__DESCRIPTION OF THE TASK__. Take every line from the records below that includes the word "content".

[[ GIVEN RECORDS, beginning ]]

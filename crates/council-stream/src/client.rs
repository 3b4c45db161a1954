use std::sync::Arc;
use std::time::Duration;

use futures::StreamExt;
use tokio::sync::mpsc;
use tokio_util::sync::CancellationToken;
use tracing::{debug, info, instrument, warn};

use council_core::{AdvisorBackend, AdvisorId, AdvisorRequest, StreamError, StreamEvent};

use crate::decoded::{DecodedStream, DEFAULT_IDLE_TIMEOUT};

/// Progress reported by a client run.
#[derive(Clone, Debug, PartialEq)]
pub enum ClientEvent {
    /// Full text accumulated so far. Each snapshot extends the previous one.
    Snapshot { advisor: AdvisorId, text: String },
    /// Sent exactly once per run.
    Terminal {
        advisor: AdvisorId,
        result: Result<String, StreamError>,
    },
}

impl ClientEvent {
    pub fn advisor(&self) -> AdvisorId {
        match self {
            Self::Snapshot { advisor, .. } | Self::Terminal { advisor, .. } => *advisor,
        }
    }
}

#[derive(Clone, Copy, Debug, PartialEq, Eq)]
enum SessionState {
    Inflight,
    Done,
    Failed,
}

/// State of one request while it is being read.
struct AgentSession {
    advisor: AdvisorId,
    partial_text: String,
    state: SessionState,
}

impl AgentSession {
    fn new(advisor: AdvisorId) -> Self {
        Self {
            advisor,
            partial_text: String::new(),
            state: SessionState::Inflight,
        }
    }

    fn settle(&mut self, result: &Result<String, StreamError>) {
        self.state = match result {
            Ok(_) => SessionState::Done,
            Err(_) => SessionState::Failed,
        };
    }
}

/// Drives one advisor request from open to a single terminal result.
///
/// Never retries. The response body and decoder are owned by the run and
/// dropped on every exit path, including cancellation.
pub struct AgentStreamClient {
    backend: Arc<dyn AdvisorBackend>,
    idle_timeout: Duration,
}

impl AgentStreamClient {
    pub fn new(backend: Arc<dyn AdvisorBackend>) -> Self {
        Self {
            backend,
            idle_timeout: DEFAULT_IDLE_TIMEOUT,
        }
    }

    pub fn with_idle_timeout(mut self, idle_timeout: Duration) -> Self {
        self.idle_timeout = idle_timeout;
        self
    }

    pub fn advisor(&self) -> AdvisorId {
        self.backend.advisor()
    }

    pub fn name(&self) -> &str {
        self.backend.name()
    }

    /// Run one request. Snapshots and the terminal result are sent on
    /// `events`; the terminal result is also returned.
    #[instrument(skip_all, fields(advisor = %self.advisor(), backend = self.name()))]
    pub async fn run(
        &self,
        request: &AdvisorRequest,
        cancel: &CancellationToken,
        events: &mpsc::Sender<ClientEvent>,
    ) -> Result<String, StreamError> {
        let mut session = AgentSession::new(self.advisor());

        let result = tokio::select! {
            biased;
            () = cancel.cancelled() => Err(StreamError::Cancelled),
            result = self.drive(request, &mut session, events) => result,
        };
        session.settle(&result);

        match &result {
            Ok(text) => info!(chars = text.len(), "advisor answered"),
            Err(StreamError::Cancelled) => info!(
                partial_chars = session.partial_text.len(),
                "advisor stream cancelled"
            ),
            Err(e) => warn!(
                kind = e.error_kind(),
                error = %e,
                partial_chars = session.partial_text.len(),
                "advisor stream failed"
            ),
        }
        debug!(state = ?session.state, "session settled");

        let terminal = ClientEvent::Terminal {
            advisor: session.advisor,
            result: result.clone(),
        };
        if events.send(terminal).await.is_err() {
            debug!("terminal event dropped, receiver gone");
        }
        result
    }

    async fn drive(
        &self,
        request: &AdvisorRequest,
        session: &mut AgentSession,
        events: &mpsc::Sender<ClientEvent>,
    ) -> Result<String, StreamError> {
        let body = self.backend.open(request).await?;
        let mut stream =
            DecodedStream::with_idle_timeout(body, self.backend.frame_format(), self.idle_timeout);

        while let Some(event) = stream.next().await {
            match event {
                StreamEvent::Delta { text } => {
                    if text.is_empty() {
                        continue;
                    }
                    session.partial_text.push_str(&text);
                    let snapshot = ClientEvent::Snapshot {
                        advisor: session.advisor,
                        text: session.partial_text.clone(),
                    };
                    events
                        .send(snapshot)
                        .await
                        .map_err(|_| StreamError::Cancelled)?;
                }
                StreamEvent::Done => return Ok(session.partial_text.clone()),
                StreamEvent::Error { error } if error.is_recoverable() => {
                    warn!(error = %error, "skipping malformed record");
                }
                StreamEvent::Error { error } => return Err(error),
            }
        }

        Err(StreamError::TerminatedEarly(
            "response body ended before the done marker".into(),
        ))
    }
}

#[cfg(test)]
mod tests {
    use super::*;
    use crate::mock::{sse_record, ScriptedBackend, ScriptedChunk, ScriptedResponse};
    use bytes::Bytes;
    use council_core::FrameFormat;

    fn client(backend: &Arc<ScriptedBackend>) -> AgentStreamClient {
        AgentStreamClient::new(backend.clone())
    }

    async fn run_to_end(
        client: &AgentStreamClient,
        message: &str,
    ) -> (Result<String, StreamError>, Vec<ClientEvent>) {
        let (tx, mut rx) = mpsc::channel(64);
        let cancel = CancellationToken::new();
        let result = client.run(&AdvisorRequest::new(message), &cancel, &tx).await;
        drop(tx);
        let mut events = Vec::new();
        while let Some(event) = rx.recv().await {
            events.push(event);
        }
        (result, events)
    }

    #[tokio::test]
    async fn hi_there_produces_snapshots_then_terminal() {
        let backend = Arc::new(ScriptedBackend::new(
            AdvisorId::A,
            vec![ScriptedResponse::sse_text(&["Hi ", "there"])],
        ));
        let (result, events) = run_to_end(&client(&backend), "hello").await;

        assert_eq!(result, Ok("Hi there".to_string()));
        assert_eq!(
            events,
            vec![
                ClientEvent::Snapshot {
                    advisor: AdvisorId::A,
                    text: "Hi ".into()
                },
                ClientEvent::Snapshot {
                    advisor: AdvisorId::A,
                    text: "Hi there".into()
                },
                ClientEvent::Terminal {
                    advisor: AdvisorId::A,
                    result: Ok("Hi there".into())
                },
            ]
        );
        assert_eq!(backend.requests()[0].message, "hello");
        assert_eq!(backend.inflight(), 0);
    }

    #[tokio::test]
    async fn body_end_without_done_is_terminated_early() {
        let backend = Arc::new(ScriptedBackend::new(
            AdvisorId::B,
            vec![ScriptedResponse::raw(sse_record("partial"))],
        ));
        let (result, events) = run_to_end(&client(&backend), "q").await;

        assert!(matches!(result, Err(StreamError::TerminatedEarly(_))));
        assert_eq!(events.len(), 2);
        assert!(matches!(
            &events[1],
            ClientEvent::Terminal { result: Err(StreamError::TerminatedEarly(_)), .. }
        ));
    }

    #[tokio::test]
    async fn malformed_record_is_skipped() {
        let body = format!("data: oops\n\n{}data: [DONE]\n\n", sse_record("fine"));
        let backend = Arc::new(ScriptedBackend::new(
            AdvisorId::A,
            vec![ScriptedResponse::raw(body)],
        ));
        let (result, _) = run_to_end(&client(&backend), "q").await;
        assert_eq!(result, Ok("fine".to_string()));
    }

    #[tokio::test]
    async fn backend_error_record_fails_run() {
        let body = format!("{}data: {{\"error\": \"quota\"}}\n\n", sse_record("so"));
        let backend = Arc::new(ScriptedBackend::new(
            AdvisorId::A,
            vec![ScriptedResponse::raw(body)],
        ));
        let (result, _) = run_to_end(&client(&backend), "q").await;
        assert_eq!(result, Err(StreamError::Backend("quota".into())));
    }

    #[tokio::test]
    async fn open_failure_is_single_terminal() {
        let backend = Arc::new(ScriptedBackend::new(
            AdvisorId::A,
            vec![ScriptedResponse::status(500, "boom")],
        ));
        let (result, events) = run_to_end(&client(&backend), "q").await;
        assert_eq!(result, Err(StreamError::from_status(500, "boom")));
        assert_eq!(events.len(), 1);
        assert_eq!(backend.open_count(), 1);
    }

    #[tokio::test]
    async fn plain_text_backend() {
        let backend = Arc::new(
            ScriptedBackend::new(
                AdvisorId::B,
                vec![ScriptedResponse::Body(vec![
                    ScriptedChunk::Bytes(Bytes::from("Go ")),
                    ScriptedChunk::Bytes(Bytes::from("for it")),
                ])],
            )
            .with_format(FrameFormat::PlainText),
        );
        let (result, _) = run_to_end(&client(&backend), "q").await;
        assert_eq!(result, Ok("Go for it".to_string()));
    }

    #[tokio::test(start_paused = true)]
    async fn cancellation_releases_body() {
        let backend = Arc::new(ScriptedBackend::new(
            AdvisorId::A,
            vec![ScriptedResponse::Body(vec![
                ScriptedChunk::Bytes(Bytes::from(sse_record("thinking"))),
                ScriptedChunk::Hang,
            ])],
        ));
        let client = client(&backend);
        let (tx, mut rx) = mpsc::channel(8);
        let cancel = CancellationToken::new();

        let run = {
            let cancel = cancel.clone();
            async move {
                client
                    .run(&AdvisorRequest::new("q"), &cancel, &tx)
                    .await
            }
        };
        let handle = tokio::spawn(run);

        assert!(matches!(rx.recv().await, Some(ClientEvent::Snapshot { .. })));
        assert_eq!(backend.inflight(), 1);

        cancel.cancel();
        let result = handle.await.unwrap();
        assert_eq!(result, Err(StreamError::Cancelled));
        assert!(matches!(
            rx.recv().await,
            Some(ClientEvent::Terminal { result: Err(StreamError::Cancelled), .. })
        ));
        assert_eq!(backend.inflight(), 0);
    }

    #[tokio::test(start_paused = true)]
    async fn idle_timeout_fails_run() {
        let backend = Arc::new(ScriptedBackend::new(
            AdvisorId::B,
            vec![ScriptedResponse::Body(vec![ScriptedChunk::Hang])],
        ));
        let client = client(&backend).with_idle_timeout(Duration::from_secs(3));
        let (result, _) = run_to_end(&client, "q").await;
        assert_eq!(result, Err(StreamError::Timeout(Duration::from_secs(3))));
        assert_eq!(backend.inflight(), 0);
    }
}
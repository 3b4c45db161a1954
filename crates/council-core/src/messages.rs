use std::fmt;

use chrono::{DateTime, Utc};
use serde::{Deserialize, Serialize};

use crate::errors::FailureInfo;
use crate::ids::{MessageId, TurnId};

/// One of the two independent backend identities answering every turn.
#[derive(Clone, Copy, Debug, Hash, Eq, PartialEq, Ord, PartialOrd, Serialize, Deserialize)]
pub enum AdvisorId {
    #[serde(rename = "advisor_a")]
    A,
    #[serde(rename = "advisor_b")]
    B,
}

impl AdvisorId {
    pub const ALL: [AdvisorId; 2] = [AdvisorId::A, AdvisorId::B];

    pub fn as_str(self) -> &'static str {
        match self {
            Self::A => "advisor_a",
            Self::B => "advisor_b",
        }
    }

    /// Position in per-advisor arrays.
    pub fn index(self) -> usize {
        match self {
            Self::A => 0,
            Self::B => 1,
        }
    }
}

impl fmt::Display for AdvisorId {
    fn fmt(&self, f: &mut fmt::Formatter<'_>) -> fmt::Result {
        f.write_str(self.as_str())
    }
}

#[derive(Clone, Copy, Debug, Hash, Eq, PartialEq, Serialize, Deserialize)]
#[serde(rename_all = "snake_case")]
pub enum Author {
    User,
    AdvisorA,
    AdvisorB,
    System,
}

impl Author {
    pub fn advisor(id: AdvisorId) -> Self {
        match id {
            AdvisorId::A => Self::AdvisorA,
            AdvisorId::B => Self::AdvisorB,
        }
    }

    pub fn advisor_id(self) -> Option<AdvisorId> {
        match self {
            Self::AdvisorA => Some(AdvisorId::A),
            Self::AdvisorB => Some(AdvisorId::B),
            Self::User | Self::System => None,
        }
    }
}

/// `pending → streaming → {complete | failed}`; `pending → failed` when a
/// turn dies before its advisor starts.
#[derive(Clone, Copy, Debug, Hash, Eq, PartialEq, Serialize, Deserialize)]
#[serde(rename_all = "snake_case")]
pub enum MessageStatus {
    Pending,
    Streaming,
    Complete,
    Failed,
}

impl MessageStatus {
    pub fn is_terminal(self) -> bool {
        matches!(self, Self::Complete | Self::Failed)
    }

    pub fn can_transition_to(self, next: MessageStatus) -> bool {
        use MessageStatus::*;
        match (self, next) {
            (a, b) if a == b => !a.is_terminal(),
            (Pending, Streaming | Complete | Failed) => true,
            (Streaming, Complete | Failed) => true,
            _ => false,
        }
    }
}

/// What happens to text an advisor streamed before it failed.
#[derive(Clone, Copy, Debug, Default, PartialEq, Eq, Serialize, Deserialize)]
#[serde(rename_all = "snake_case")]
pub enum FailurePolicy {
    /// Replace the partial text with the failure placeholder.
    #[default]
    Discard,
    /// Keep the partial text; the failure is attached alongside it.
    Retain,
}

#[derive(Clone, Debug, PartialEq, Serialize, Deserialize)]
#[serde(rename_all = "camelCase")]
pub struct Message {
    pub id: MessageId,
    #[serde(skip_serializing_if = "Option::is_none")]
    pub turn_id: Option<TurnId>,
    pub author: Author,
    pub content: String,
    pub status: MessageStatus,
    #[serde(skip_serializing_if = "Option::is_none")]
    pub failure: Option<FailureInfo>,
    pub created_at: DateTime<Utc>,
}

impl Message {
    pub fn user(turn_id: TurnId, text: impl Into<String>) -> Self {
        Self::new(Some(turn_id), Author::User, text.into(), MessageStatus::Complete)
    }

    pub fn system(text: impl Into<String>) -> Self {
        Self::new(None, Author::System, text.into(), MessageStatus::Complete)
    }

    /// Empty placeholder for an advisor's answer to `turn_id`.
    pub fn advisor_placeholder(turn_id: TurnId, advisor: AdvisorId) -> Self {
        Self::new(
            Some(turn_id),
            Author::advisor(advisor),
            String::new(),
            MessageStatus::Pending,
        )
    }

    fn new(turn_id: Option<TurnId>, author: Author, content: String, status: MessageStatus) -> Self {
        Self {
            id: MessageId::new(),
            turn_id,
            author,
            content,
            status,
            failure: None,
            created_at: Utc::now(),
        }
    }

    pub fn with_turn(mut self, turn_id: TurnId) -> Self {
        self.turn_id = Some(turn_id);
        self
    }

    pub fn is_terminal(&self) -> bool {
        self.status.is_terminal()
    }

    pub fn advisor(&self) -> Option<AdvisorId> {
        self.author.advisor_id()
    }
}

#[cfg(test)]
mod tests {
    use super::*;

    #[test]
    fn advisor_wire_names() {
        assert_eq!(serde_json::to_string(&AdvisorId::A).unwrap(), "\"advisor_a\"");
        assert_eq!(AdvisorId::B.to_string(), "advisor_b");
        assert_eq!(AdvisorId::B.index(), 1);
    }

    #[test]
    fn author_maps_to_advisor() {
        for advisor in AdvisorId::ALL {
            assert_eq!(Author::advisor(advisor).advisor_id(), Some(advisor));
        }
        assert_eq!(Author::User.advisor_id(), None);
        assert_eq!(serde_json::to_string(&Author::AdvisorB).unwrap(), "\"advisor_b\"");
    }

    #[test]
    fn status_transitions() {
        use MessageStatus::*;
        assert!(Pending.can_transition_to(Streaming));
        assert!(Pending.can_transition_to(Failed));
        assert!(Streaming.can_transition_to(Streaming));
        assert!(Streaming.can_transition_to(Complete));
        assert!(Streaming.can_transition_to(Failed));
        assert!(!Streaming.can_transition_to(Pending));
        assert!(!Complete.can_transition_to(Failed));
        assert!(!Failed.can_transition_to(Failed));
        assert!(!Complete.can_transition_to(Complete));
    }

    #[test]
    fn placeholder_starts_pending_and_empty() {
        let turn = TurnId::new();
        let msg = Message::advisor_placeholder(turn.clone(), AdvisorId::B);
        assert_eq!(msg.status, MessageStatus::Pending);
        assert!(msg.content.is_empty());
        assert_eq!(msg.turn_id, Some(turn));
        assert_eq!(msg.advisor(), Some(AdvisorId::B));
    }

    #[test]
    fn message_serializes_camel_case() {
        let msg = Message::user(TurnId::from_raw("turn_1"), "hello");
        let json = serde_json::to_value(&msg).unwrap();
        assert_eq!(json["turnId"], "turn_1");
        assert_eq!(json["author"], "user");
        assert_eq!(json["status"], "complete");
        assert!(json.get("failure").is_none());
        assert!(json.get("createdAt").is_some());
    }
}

[[ GIVEN RECORDS, end ]]

__REPLY TO THE TASK__.
    pub content: String,
    fn new(turn_id: Option<TurnId>, author: Author, content: String, status: MessageStatus) -> Self {
            content,
        assert!(msg.content.is_empty());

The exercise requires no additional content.